**What you need to do**.
Among the records below, find the line that has "pub async fn find<T: Document>(&self, id: &str)"; from there, give the lines again exactly, and stop after the line that has "404 when missing.".

[Listed records — start]

//! Outgoing email port.

use async_trait::async_trait;
use serde::Serialize;

/// A rendered email ready for delivery.
#[derive(Debug, Clone, PartialEq, Eq, Serialize)]
pub struct EmailMessage {
    pub to: String,
    pub subject: String,
    pub html: String,
}

/// Email delivery errors
#[derive(Debug, thiserror::Error)]
pub enum MailerError {
    #[error("email provider unreachable: {0}")]
    Transport(String),

    #[error("email provider rejected the message ({status}): {body}")]
    Rejected { status: u16, body: String },
}

/// Delivers email through an external provider.
#[cfg_attr(test, mockall::automock)]
#[async_trait]
pub trait Mailer: Send + Sync {
    /// Send a message, returning the provider's message id.
    async fn send(&self, message: &EmailMessage) -> Result<String, MailerError>;
}
//! Reqwest-backed client for the external JSON-document server.
//!
//! Resources are addressed as `{base}/{collection}` and
//! `{base}/{collection}/{id}`; list filters travel as query parameters.
//! A 404 means "no such document" and is reported as `None`.

use std::time::{Duration, Instant};

use async_trait::async_trait;
use reqwest::{Client, Method, StatusCode, Url};
use serde_json::Value;
use tracing::{debug, warn};

use crate::config::StoreSettings;
use crate::domain::{Collection, DocumentStore, StoreError};
use crate::infrastructure::metrics;

pub struct HttpDocumentStore {
    client: Client,
    base_url: Url,
}

impl HttpDocumentStore {
    pub fn new(settings: &StoreSettings) -> Result<Self, StoreError> {
        let base_url = Url::parse(&settings.url)
            .map_err(|e| StoreError::Config(format!("invalid store url {}: {}", settings.url, e)))?;
        if base_url.cannot_be_a_base() {
            return Err(StoreError::Config(format!("store url {} cannot be a base", settings.url)));
        }

        let client = Client::builder()
            .timeout(Duration::from_secs(settings.timeout_secs))
            .pool_idle_timeout(Duration::from_secs(90))
            .build()
            .map_err(|e| StoreError::Config(e.to_string()))?;

        Ok(Self { client, base_url })
    }

    fn url(&self, collection: Collection, id: Option<&str>) -> Result<Url, StoreError> {
        let mut url = self.base_url.clone();
        {
            let mut segments = url
                .path_segments_mut()
                .map_err(|_| StoreError::Config("store url cannot be a base".into()))?;
            segments.pop_if_empty().push(collection.path());
            if let Some(id) = id {
                segments.push(id);
            }
        }
        Ok(url)
    }

    /// Send a request and decode the JSON body. `Ok(None)` on 404.
    async fn execute(
        &self,
        operation: &'static str,
        collection: Collection,
        method: Method,
        url: Url,
        body: Option<&Value>,
    ) -> Result<Option<Value>, StoreError> {
        let start = Instant::now();
        debug!(%method, %url, "Document store request");

        let mut request = self.client.request(method, url);
        if let Some(body) = body {
            request = request.json(body);
        }

        let response = request.send().await.map_err(|e| {
            warn!(operation, collection = %collection, error = %e, "Document store unreachable");
            StoreError::Transport(e.to_string())
        });
        metrics::record_store_request(operation, collection.path(), start.elapsed().as_secs_f64());
        let response = response?;

        let status = response.status();
        if status == StatusCode::NOT_FOUND {
            return Ok(None);
        }

        let bytes = response
            .bytes()
            .await
            .map_err(|e| StoreError::Transport(e.to_string()))?;

        if !status.is_success() {
            return Err(StoreError::Status {
                status: status.as_u16(),
                body: String::from_utf8_lossy(&bytes).into_owned(),
            });
        }

        if bytes.is_empty() {
            return Ok(Some(Value::Null));
        }
        Ok(Some(serde_json::from_slice(&bytes)?))
    }
}

#[async_trait]
impl DocumentStore for HttpDocumentStore {
    async fn list(&self, collection: Collection, filters: &[(String, String)]) -> Result<Vec<Value>, StoreError> {
        let mut url = self.url(collection, None)?;
        if !filters.is_empty() {
            url.query_pairs_mut().extend_pairs(filters);
        }

        match self.execute("list", collection, Method::GET, url, None).await? {
            Some(Value::Array(docs)) => Ok(docs),
            // A collection the server doesn't know yet is just empty
            None => Ok(Vec::new()),
            Some(other) => Err(StoreError::Status {
                status: 200,
                body: format!("expected a JSON array for {}, got {}", collection, other),
            }),
        }
    }

    async fn get(&self, collection: Collection, id: &str) -> Result<Option<Value>, StoreError> {
        let url = self.url(collection, Some(id))?;
        self.execute("get", collection, Method::GET, url, None).await
    }

    async fn create(&self, collection: Collection, doc: Value) -> Result<Value, StoreError> {
        let url = self.url(collection, None)?;
        self.execute("create", collection, Method::POST, url, Some(&doc))
            .await?
            .ok_or_else(|| StoreError::Status {
                status: 404,
                body: format!("collection {} does not exist", collection),
            })
    }

    async fn replace(&self, collection: Collection, id: &str, doc: Value) -> Result<Option<Value>, StoreError> {
        let url = self.url(collection, Some(id))?;
        self.execute("replace", collection, Method::PUT, url, Some(&doc)).await
    }

    async fn patch(&self, collection: Collection, id: &str, partial: Value) -> Result<Option<Value>, StoreError> {
        let url = self.url(collection, Some(id))?;
        self.execute("patch", collection, Method::PATCH, url, Some(&partial)).await
    }

    async fn delete(&self, collection: Collection, id: &str) -> Result<bool, StoreError> {
        let url = self.url(collection, Some(id))?;
        Ok(self
            .execute("delete", collection, Method::DELETE, url, None)
            .await?
            .is_some())
    }

    async fn ping(&self) -> Result<(), StoreError> {
        let url = self.url(Collection::Users, None)?;
        self.execute("ping", Collection::Users, Method::HEAD, url, None)
            .await
            .map(|_| ())
    }
}
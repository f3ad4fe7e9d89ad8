//! Application Services
//!
//! Business logic services that coordinate domain operations.
//!
//! ## Available Services
//!
//! - **RecordService**: generic pass-through CRUD with update-or-create
//! - **AuthService**: login, password hashing, JWT tokens
//! - **UserService**: accounts and default-user protection
//! - **OrderService**: order lifecycle, history, quotation, invoice, tracking
//! - **ReportService**: summary figures
//! - **UploadService**: order photos

pub mod auth_service;
pub mod order_service;
pub mod record_service;
pub mod report_service;
pub mod upload_service;
pub mod user_service;

pub use auth_service::{AuthError, AuthService, AuthServiceImpl, Claims};
pub use order_service::OrderService;
pub use record_service::{RecordError, RecordService, Upserted};
pub use report_service::ReportService;
pub use upload_service::{IncomingPhoto, UploadService};
pub use user_service::UserService;
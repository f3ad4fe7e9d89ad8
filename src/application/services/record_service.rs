//! Record Service
//!
//! Generic pass-through CRUD over the document store. Reads relay the stored
//! documents untouched; writes go through the typed entity so presence checks
//! run and unknown fields are written back as received.

use std::sync::Arc;

use serde_json::Value;
use validator::{Validate, ValidationErrors};

use crate::domain::entities::Document;
use crate::domain::{Collection, DocumentStore, StoreError};
use crate::shared::error::AppError;
use crate::shared::validation::validation_error;

/// Record service errors
#[derive(Debug, thiserror::Error)]
pub enum RecordError {
    #[error("{0}")]
    NotFound(String),

    #[error("Invalid record: {0}")]
    Invalid(#[from] ValidationErrors),

    #[error("{0} is required")]
    MissingField(&'static str),

    #[error("{0}")]
    BadRequest(String),

    #[error("{0}")]
    Forbidden(String),

    #[error("{0}")]
    Conflict(String),

    #[error(transparent)]
    Store(#[from] StoreError),

    #[error("Internal error: {0}")]
    Internal(String),
}

impl RecordError {
    pub fn not_found(collection: Collection, id: &str) -> Self {
        RecordError::NotFound(format!("{} {} not found", collection.noun(), id))
    }
}

impl From<RecordError> for AppError {
    fn from(e: RecordError) -> Self {
        match e {
            RecordError::NotFound(msg) => AppError::NotFound(msg),
            RecordError::Invalid(errors) => validation_error(errors),
            RecordError::MissingField(field) => AppError::missing_field(field),
            RecordError::BadRequest(msg) => AppError::BadRequest(msg),
            RecordError::Forbidden(msg) => AppError::Forbidden(msg),
            RecordError::Conflict(msg) => AppError::Conflict(msg),
            RecordError::Store(e) => AppError::Store(e),
            RecordError::Internal(msg) => AppError::Internal(msg),
        }
    }
}

/// Outcome of an update-or-create.
#[derive(Debug, Clone, PartialEq)]
pub enum Upserted {
    Replaced(Value),
    Created(Value),
}

impl Upserted {
    pub fn is_created(&self) -> bool {
        matches!(self, Upserted::Created(_))
    }

    pub fn document(&self) -> &Value {
        match self {
            Upserted::Replaced(doc) | Upserted::Created(doc) => doc,
        }
    }

    pub fn into_document(self) -> Value {
        match self {
            Upserted::Replaced(doc) | Upserted::Created(doc) => doc,
        }
    }

    /// Apply `f` to the contained document.
    pub fn map(self, f: impl FnOnce(Value) -> Value) -> Self {
        match self {
            Upserted::Replaced(doc) => Upserted::Replaced(f(doc)),
            Upserted::Created(doc) => Upserted::Created(f(doc)),
        }
    }
}

/// CRUD over any collection.
#[derive(Clone)]
pub struct RecordService {
    store: Arc<dyn DocumentStore>,
}

impl RecordService {
    pub fn new(store: Arc<dyn DocumentStore>) -> Self {
        Self { store }
    }

    pub async fn list(&self, collection: Collection, filters: &[(String, String)]) -> Result<Vec<Value>, RecordError> {
        Ok(self.store.list(collection, filters).await?)
    }

    pub async fn get(&self, collection: Collection, id: &str) -> Result<Value, RecordError> {
        self.lookup(collection, id)
            .await?
            .ok_or_else(|| RecordError::not_found(collection, id))
    }

    /// Stored document as-is, `None` when missing. Works for rows that no
    /// longer match the entity shape.
    pub async fn lookup(&self, collection: Collection, id: &str) -> Result<Option<Value>, RecordError> {
        Ok(self.store.get(collection, id).await?)
    }

    /// Fetch and decode a record, `None` when missing.
    pub async fn find<T: Document>(&self, id: &str) -> Result<Option<T>, RecordError> {
        match self.store.get(T::COLLECTION, id).await? {
            Some(doc) => Ok(Some(serde_json::from_value(doc).map_err(StoreError::from)?)),
            None => Ok(None),
        }
    }

    /// Fetch and decode a record, 404 when missing.
    pub async fn fetch<T: Document>(&self, id: &str) -> Result<T, RecordError> {
        self.find(id)
            .await?
            .ok_or_else(|| RecordError::not_found(T::COLLECTION, id))
    }

    /// Validate and insert a new record.
    pub async fn create<T: Document>(&self, record: T) -> Result<Value, RecordError> {
        record.validate()?;
        let doc = serde_json::to_value(&record).map_err(StoreError::from)?;

        let created = self.store.create(T::COLLECTION, doc).await?;
        tracing::debug!(collection = %T::COLLECTION, id = ?record.id(), "Record created");
        Ok(created)
    }

    /// Replace the record with `id`, creating it under that id when missing.
    pub async fn upsert<T: Document>(&self, id: &str, mut record: T) -> Result<Upserted, RecordError> {
        record.validate()?;
        record.set_id(id.to_string());
        let doc = serde_json::to_value(&record).map_err(StoreError::from)?;
        self.upsert_document(T::COLLECTION, id, doc).await
    }

    /// Update-or-create with an already validated document.
    pub async fn upsert_document(&self, collection: Collection, id: &str, mut doc: Value) -> Result<Upserted, RecordError> {
        if let Value::Object(fields) = &mut doc {
            fields.insert("id".into(), Value::String(id.to_string()));
        }

        if let Some(replaced) = self.store.replace(collection, id, doc.clone()).await? {
            return Ok(Upserted::Replaced(replaced));
        }

        tracing::info!(collection = %collection, id = %id, "Record missing on update, creating it");
        let created = self.store.create(collection, doc).await?;
        Ok(Upserted::Created(created))
    }

    /// Shallow-merge fields into an existing record.
    pub async fn patch(&self, collection: Collection, id: &str, partial: Value) -> Result<Value, RecordError> {
        self.store
            .patch(collection, id, partial)
            .await?
            .ok_or_else(|| RecordError::not_found(collection, id))
    }

    pub async fn delete(&self, collection: Collection, id: &str) -> Result<(), RecordError> {
        if self.store.delete(collection, id).await? {
            tracing::debug!(collection = %collection, id = %id, "Record deleted");
            Ok(())
        } else {
            Err(RecordError::not_found(collection, id))
        }
    }

    /// List and decode, skipping documents that don't match the entity shape.
    pub async fn list_typed<T: Document>(&self, filters: &[(String, String)]) -> Result<Vec<T>, RecordError> {
        let docs = self.store.list(T::COLLECTION, filters).await?;
        Ok(decode_lenient(T::COLLECTION, docs))
    }
}

/// Decode documents, logging and dropping the ones that fail.
pub fn decode_lenient<T: Document>(collection: Collection, docs: Vec<Value>) -> Vec<T> {
    docs.into_iter()
        .filter_map(|doc| match serde_json::from_value::<T>(doc) {
            Ok(record) => Some(record),
            Err(e) => {
                tracing::warn!(collection = %collection, error = %e, "Skipping malformed document");
                None
            }
        })
        .collect()
}

/// Validate a record without touching the store.
pub fn check<T: Validate>(record: &T) -> Result<(), RecordError> {
    Ok(record.validate()?)
}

[Listed records — finish]

**Problem solution**.
    pub async fn find<T: Document>(&self, id: &str) -> Result<Option<T>, RecordError> {
        match self.store.get(T::COLLECTION, id).await? {
            Some(doc) => Ok(Some(serde_json::from_value(doc).map_err(StoreError::from)?)),
            None => Ok(None),
        }
    }

    /// Fetch and decode a record, 404 when missing.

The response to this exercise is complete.